_PROBLEM STATEMENT_
The output is to match the entries below character for character.
━━━━━━
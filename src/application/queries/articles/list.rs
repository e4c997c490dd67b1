use super::ArticleQueryService;
use crate::{
    application::{
        commands::articles::ensure_can_moderate,
        dto::{ArticleDto, AuthenticatedUser},
        error::{ApplicationError, ApplicationResult},
    },
    domain::article::ArticleFilter,
};

#[derive(Debug, Default)]
pub struct ListPublishedQuery {
    /// Case-insensitive fragment of the title.
    pub q: Option<String>,
}

impl ArticleQueryService {
    /// Public front page: approved articles only, newest first.
    ///
    /// A store outage degrades to an empty page instead of an error so the
    /// site stays up for readers.
    pub async fn list_published(
        &self,
        query: ListPublishedQuery,
    ) -> ApplicationResult<Vec<ArticleDto>> {
        let filter = ArticleFilter::published().with_title_query(query.q.as_deref());
        match self.read_repo.list(&filter).await {
            Ok(articles) => Ok(articles.into_iter().map(Into::into).collect()),
            Err(err) => {
                let err = ApplicationError::from(err);
                if err.is_store_unavailable() {
                    tracing::warn!(error = %err, "article store unavailable, serving empty front page");
                    Ok(Vec::new())
                } else {
                    Err(err)
                }
            }
        }
    }

    /// Moderation queue: every article regardless of status, newest first.
    pub async fn list_for_admin(
        &self,
        actor: &AuthenticatedUser,
    ) -> ApplicationResult<Vec<ArticleDto>> {
        ensure_can_moderate(actor.identity())?;
        let articles = self.read_repo.list(&ArticleFilter::all()).await?;
        Ok(articles.into_iter().map(Into::into).collect())
    }

    /// The caller's own submissions, newest first.
    pub async fn list_for_owner(
        &self,
        actor: &AuthenticatedUser,
    ) -> ApplicationResult<Vec<ArticleDto>> {
        let articles = self
            .read_repo
            .list(&ArticleFilter::by_author(actor.id))
            .await?;
        Ok(articles.into_iter().map(Into::into).collect())
    }
}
━━━━━━
_TASK OUTPUT_
filename src/application/queries/articles/list.rs
repository e4c997c490dd67b1
use super::ArticleQueryService;
use crate::{
    application::{
        commands::articles::ensure_can_moderate,
        dto::{ArticleDto, AuthenticatedUser},
        error::{ApplicationError, ApplicationResult},
    },
    domain::article::ArticleFilter,
};

#[derive(Debug, Default)]
pub struct ListPublishedQuery {
    /// Case-insensitive fragment of the title.
    pub q: Option<String>,
}

impl ArticleQueryService {
    /// Public front page: approved articles only, newest first.
    ///
    /// A store outage degrades to an empty page instead of an error so the
    /// site stays up for readers.
    pub async fn list_published(
        &self,
        query: ListPublishedQuery,
    ) -> ApplicationResult<Vec<ArticleDto>> {
        let filter = ArticleFilter::published().with_title_query(query.q.as_deref());
        match self.read_repo.list(&filter).await {
            Ok(articles) => Ok(articles.into_iter().map(Into::into).collect()),
            Err(err) => {
                let err = ApplicationError::from(err);
                if err.is_store_unavailable() {
                    tracing::warn!(error = %err, "article store unavailable, serving empty front page");
                    Ok(Vec::new())
                } else {
                    Err(err)
                }
            }
        }
    }

    /// Moderation queue: every article regardless of status, newest first.
    pub async fn list_for_admin(
        &self,
        actor: &AuthenticatedUser,
    ) -> ApplicationResult<Vec<ArticleDto>> {
        ensure_can_moderate(actor.identity())?;
        let articles = self.read_repo.list(&ArticleFilter::all()).await?;
        Ok(articles.into_iter().map(Into::into).collect())
    }

    /// The caller's own submissions, newest first.
    pub async fn list_for_owner(
        &self,
        actor: &AuthenticatedUser,
    ) -> ApplicationResult<Vec<ArticleDto>> {
        let articles = self
            .read_repo
            .list(&ArticleFilter::by_author(actor.id))
            .await?;
        Ok(articles.into_iter().map(Into::into).collect())
    }
}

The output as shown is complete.